Она тряхнула гривой светлых волос, прищурилась, точно желая попристальнее рассмотреть Степана и, слабо улыбнувшись, ответила:
– Подозрительно.
– То есть как это «подозрительно»?
– Странное место, не курорт, не санаторий… пансионат. Добровольное заточение, уединение от мира, скучно, а уезжать не хочется.
По бокам дорожки нестриженые газоны с пятнами одуванчиков, частью желтыми, частью белыми, пушистыми, готовыми облететь паутинками-вертолетиками.
– Здесь и поговорить не с кем. За редким исключением. – Она улыбнулась, заправила выбившуюся прядь за ухо. – Представляете, ужин, столовая и тишина, все едят, уткнувшись носами в тарелки, на соседей не смотрят, как в тюрьме. Хотя… если люди сами захотели, то отчего бы и нет?
На этот вопрос Степан не нашелся с ответом. Ему вот в «Колдовских снах» не нравилось, такое вот препоганое ощущение, как будто бы наблюдает кто, сверлит спину взглядом, вот аккурат между лопаток. И взгляд этот совсем не дружелюбный.

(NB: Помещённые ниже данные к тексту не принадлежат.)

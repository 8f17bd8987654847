//! Console markup: `[bold red]text[/bold red]`.
//!
//! A tag opens a style that stays in effect until a matching `[/name]` or an
//! implicit `[/]` closes it. Tags left open at the end of the markup close
//! there. A backslash before a tag makes it literal text.

mod error;

pub use error::MarkupError;

use std::fmt;

use crate::render::{Measurement, RenderOptions, Renderable, Segments};
use crate::style::Style;
use crate::text::Text;

/// A parsed `[name]` or `[name=parameters]` tag.
#[derive(Debug, Clone, PartialEq, Eq)]
pub struct Tag {
    pub name: String,
    pub parameters: Option<String>,
}

impl Tag {
    fn parse(content: &str) -> Self {
        match content.split_once('=') {
            Some((name, parameters)) => Self {
                name: name.trim().to_string(),
                parameters: Some(parameters.trim().to_string()),
            },
            None => Self {
                name: content.trim().to_string(),
                parameters: None,
            },
        }
    }

    /// The tag as it would be written in markup.
    pub fn markup(&self) -> String {
        match &self.parameters {
            Some(parameters) => format!("[{}={}]", self.name, parameters),
            None => format!("[{}]", self.name),
        }
    }
}

impl fmt::Display for Tag {
    /// The style definition the tag stands for.
    fn fmt(&self, f: &mut fmt::Formatter<'_>) -> fmt::Result {
        match &self.parameters {
            Some(parameters) => write!(f, "{} {}", self.name, parameters),
            None => f.write_str(&self.name),
        }
    }
}

#[derive(Debug, Clone, PartialEq, Eq)]
enum Piece {
    Text(String),
    Tag(Tag),
}

/// Byte length of the tag at the start of `text`, brackets included.
///
/// A tag starts with `[` followed by a lowercase letter, `#`, `/` or `@`,
/// and ends at the first `]` with no `[` in between.
fn tag_length(text: &str) -> Option<usize> {
    let mut chars = text.char_indices().skip(1);
    match chars.next() {
        Some((_, c)) if c.is_ascii_lowercase() || matches!(c, '#' | '/' | '@') => {}
        _ => return None,
    }
    for (index, c) in chars {
        match c {
            ']' => return Some(index + 1),
            '[' => return None,
            _ => {}
        }
    }
    None
}

/// Split markup into text and tags, each with its byte position.
fn tokenize(markup: &str) -> Vec<(usize, Piece)> {
    let mut pieces = Vec::new();
    let mut position = 0;
    let mut search = 0;
    let mut pending = String::new();
    let mut pending_start = 0;

    while let Some(found) = markup[search..].find('[') {
        let open = search + found;
        let Some(length) = tag_length(&markup[open..]) else {
            search = open + 1;
            continue;
        };
        let close = open + length;
        let backslashes = markup[position..open]
            .bytes()
            .rev()
            .take_while(|b| *b == b'\\')
            .count();
        pending.push_str(&markup[position..open - backslashes]);
        pending.extend(std::iter::repeat('\\').take(backslashes / 2));
        if backslashes % 2 == 1 {
            pending.push_str(&markup[open..close]);
        } else {
            if !pending.is_empty() {
                pieces.push((pending_start, Piece::Text(std::mem::take(&mut pending))));
            }
            pieces.push((open, Piece::Tag(Tag::parse(&markup[open + 1..close - 1]))));
            pending_start = close;
        }
        position = close;
        search = close;
    }
    pending.push_str(&markup[position..]);
    if !pending.is_empty() {
        pieces.push((pending_start, Piece::Text(pending)));
    }
    pieces
}

struct OpenTag {
    start: usize,
    order: usize,
    position: usize,
    tag: Tag,
}

/// Render markup into styled [`Text`].
///
/// # Errors
/// Returns [`MarkupError`] when a closing tag matches no open tag, or when a
/// tag is not a valid style definition.
pub fn parse_markup(markup: &str) -> Result<Text, MarkupError> {
    if !markup.contains('[') {
        return Ok(Text::new(markup));
    }

    let mut text = Text::new("");
    let mut stack: Vec<OpenTag> = Vec::new();
    let mut closed: Vec<(OpenTag, usize)> = Vec::new();
    let mut order = 0;

    for (position, piece) in tokenize(markup) {
        match piece {
            Piece::Text(plain) => text.append(&plain, None),
            Piece::Tag(tag) => match tag.name.strip_prefix('/') {
                Some(name) => {
                    let name = name.trim();
                    let open = if name.is_empty() {
                        stack.pop().ok_or_else(|| {
                            MarkupError::new(position, &tag.markup(), "closing tag has nothing to close")
                        })?
                    } else {
                        let normalized = Style::normalize(name);
                        let index = stack
                            .iter()
                            .rposition(|open| open.tag.name == normalized)
                            .ok_or_else(|| {
                                MarkupError::new(
                                    position,
                                    &tag.markup(),
                                    "closing tag doesn't match any open tag",
                                )
                            })?;
                        stack.remove(index)
                    };
                    closed.push((open, text.len()));
                }
                None => {
                    stack.push(OpenTag {
                        start: text.len(),
                        order,
                        position,
                        tag: Tag {
                            name: Style::normalize(&tag.name),
                            parameters: tag.parameters,
                        },
                    });
                    order += 1;
                }
            },
        }
    }

    let end = text.len();
    closed.extend(stack.into_iter().map(|open| (open, end)));
    closed.sort_by_key(|(open, _)| (open.start, open.order));

    for (open, end) in closed {
        let style = Style::parse(&open.tag.to_string()).map_err(|err| {
            MarkupError::new(open.position, &open.tag.markup(), format!("invalid style: {err}"))
        })?;
        text.stylize(style, open.start, end);
    }
    Ok(text)
}

/// Parsed markup, ready to place in a render tree.
///
/// Parsing happens up front so bad tags are reported to the caller instead of
/// surfacing halfway through a render.
#[derive(Debug, Clone, PartialEq, Eq)]
pub struct Markup {
    text: Text,
}

impl Markup {
    pub fn parse(markup: &str) -> Result<Self, MarkupError> {
        Ok(Self {
            text: parse_markup(markup)?,
        })
    }

    pub fn text(&self) -> &Text {
        &self.text
    }

    pub fn into_text(self) -> Text {
        self.text
    }
}

impl Renderable for Markup {
    fn render<'a>(&'a self, options: &RenderOptions) -> Segments<'a> {
        self.text.render(options)
    }

    fn measure(&self, options: &RenderOptions) -> Measurement {
        self.text.measure(options)
    }
}

/// Escape text so it renders literally when embedded in markup.
pub fn escape(text: &str) -> String {
    let mut escaped = String::with_capacity(text.len());
    let mut position = 0;
    let mut search = 0;
    while let Some(found) = text[search..].find('[') {
        let open = search + found;
        search = open + 1;
        if tag_length(&text[open..]).is_none() {
            continue;
        }
        let backslashes = text[position..open]
            .bytes()
            .rev()
            .take_while(|b| *b == b'\\')
            .count();
        escaped.push_str(&text[position..open]);
        escaped.extend(std::iter::repeat('\\').take(backslashes + 1));
        position = open;
    }
    escaped.push_str(&text[position..]);
    if escaped.ends_with('\\') && !escaped.ends_with("\\\\") {
        escaped.push('\\');
    }
    escaped
}

#[cfg(test)]
mod tests {
    use super::*;
    use crate::segment::Segment;
    use crate::text::Span;

    fn style(definition: &str) -> Style {
        Style::parse(definition).unwrap()
    }

    #[test]
    fn plain_text_has_no_spans() {
        let text = parse_markup("Hello, World").unwrap();
        assert_eq!(text.plain(), "Hello, World");
        assert!(text.spans().is_empty());
    }

    #[test]
    fn explicit_close() {
        let text = parse_markup("Hello [bold]World[/bold]!").unwrap();
        assert_eq!(text.plain(), "Hello World!");
        assert_eq!(text.spans(), &[Span::new(6, 11, style("bold"))]);
    }

    #[test]
    fn implicit_close_and_nesting() {
        let text = parse_markup("[red]a[b]b[/]c[/]d").unwrap();
        assert_eq!(text.plain(), "abcd");
        assert_eq!(
            text.spans(),
            &[Span::new(0, 3, style("red")), Span::new(1, 2, style("bold"))]
        );
    }

    #[test]
    fn close_matches_normalized_name() {
        let text = parse_markup("[b]x[/bold]").unwrap();
        assert_eq!(text.spans(), &[Span::new(0, 1, style("bold"))]);
    }

    #[test]
    fn inner_tag_layers_over_outer() {
        let text = parse_markup("[red][blue]x[/blue][/red]").unwrap();
        assert_eq!(text.get_style_at_offset(0), style("blue"));
    }

    #[test]
    fn unclosed_tags_close_at_end() {
        let text = parse_markup("[italic]abc").unwrap();
        assert_eq!(text.spans(), &[Span::new(0, 3, style("italic"))]);
    }

    #[test]
    fn link_tag_keeps_url() {
        let text = parse_markup("[link=https://example.com/Path]here[/link]").unwrap();
        let link = text.spans()[0].style.get_link().unwrap();
        assert_eq!(link.url, "https://example.com/Path");
    }

    #[test]
    fn mismatched_close_is_an_error() {
        let err = parse_markup("[bold]x[/italic]").unwrap_err();
        assert_eq!(err.position, 7);
        assert_eq!(err.tag, "[/italic]");
    }

    #[test]
    fn close_with_nothing_open_is_an_error() {
        let err = parse_markup("x[/]").unwrap_err();
        assert_eq!(err.position, 1);
        assert_eq!(err.reason, "closing tag has nothing to close");
    }

    #[test]
    fn invalid_style_is_an_error() {
        let err = parse_markup("[nonsense]x").unwrap_err();
        assert_eq!(err.position, 0);
        assert!(err.reason.starts_with("invalid style"));
    }

    #[test]
    fn markup_rejects_bad_tags_up_front() {
        let err = Markup::parse("[bold]x[/red]").unwrap_err();
        assert_eq!(err.tag, "[/red]");

        let markup = Markup::parse("[bold]x[/bold] y").unwrap();
        let segments: Vec<_> = markup.render(&RenderOptions::new(80)).collect();
        assert_eq!(segments[0], Segment::styled("x", style("bold")));
        assert_eq!(markup.into_text().plain(), "x y");
    }

    #[test]
    fn non_tag_brackets_are_text() {
        let text = parse_markup("list[0] and [ spaced ]").unwrap();
        assert_eq!(text.plain(), "list[0] and [ spaced ]");
    }

    #[test]
    fn backslash_escapes_tag() {
        let text = parse_markup(r"\[bold]x").unwrap();
        assert_eq!(text.plain(), "[bold]x");
        assert!(text.spans().is_empty());

        let text = parse_markup(r"a\\[bold]x").unwrap();
        assert_eq!(text.plain(), r"a\x");
        assert_eq!(text.spans(), &[Span::new(2, 3, style("bold"))]);
    }

    #[test]
    fn escape_round_trips() {
        let test_cases = ["[bold]not bold[/]", r"path\[red]", "no tags [0]", r"trail\"];
        for input in test_cases {
            let escaped = escape(input);
            let text = parse_markup(&format!("{escaped}[bold]!")).unwrap();
            assert_eq!(text.plain(), format!("{input}!"), "Failed for {:?}", input);
        }
    }
}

Марта приподнялась на цыпочки и, прикрыв ладонью глаза, поглядела куда-то за спину, Семен обернулся: по дорожке, сунув руки в карманы широких полотняных штанов, бодро шагал парень. Правда, когда он подошел совсем уж близко, стало видно, что лет ему около тридцати.
– Хай! – поздоровался он и, широко улыбнувшись, отвесил Марте изящный полупоклон. – День добрый, как дела? Жарко сегодня, не правда ли? А я, кажется, снова обгорел. Гуляешь? Твой знакомый? Я – Жуков, можно Никита.
– Степан, – Степан пожал протянутую руку, ладонь была сухой и горячей, а физиономия Никиты – смутно знакомой. Взъерошенные волосы, светлые, почти белые, лист подорожника, приклеенный к носу узкой полосой скотча, треснувшая губа и крупная черная родинка, выглядывавшая из-под ворота футболки.
– Вы, Степан, претендуете на общество единственного вменяемого человека в этом богом забытом месте? Марточка, солнце мое, скажи, что ты не уезжаешь с этим громилой, сердце мое будет разбито навеки…
Трепло. Однозначно трепло, но бабам такие нравятся, да и взгляд хитрый, насмешливый, поговорить бы с ним. Степан представился.
– О… вот, значит, как. Дайте догадаюсь, вы по поводу того забавного воробышка? Девочка-девушка-женщина в одном флаконе. Заигравшаяся в детство… до чего знакомый диагноз, – Никита пнул круглый камушек. – Вообще-то если спросите мое мнение, то ее убили.
Вот тебе, бабушка, и Юрьев день. Или шутит? Но нет, серьезный вроде, даже ухмыляться перестал. Жуков, потерши нос, поправил отклеившийся было лист и, сунув руки обратно в карманы, ответил:
– Я серьезно. Убили ее. Вот на чем хотите поклясться могу, вот… вот чтоб мне сквозь землю провалиться, если вру.
Марта фыркнула.
– Ну да, глупо. Только я и вправду серьезно. Сами посмотрите, ехать сюда она не хотела, это раз, – он загнул палец. – Просилась домой, я слышал, а муженек сопротивлялся, но сам при этом в пансионате не жил, то бишь на местных красотах повернут не был. Это два. Единственным наследничком остался – это три… ну и четыре, видел я, как он одну дамочку обхаживал, тоже, кстати, не из местных.
– Он? Обхаживал? – Марта не стала скрывать удивления. – И ты видел?
– Ну… не совсем чтоб видел, слышал скорее. Преинтересный разговор, надо сказать… вообще привычки подслушивать у меня нету, просто так уж получилось, что я вроде как…
«Я получила письмо. Короткое, сухое, будто вымученное. Обидно.
От обиды ли, из-за страха ли, но снова снились кошки, вопили, терлись о ноги, пытаясь запрыгнуть на колени, мешая друг другу. И снова проснулась в слезах. Со мною что-то происходит и – мне страшно, но, кажется, я знаю, что это. Н.Б.».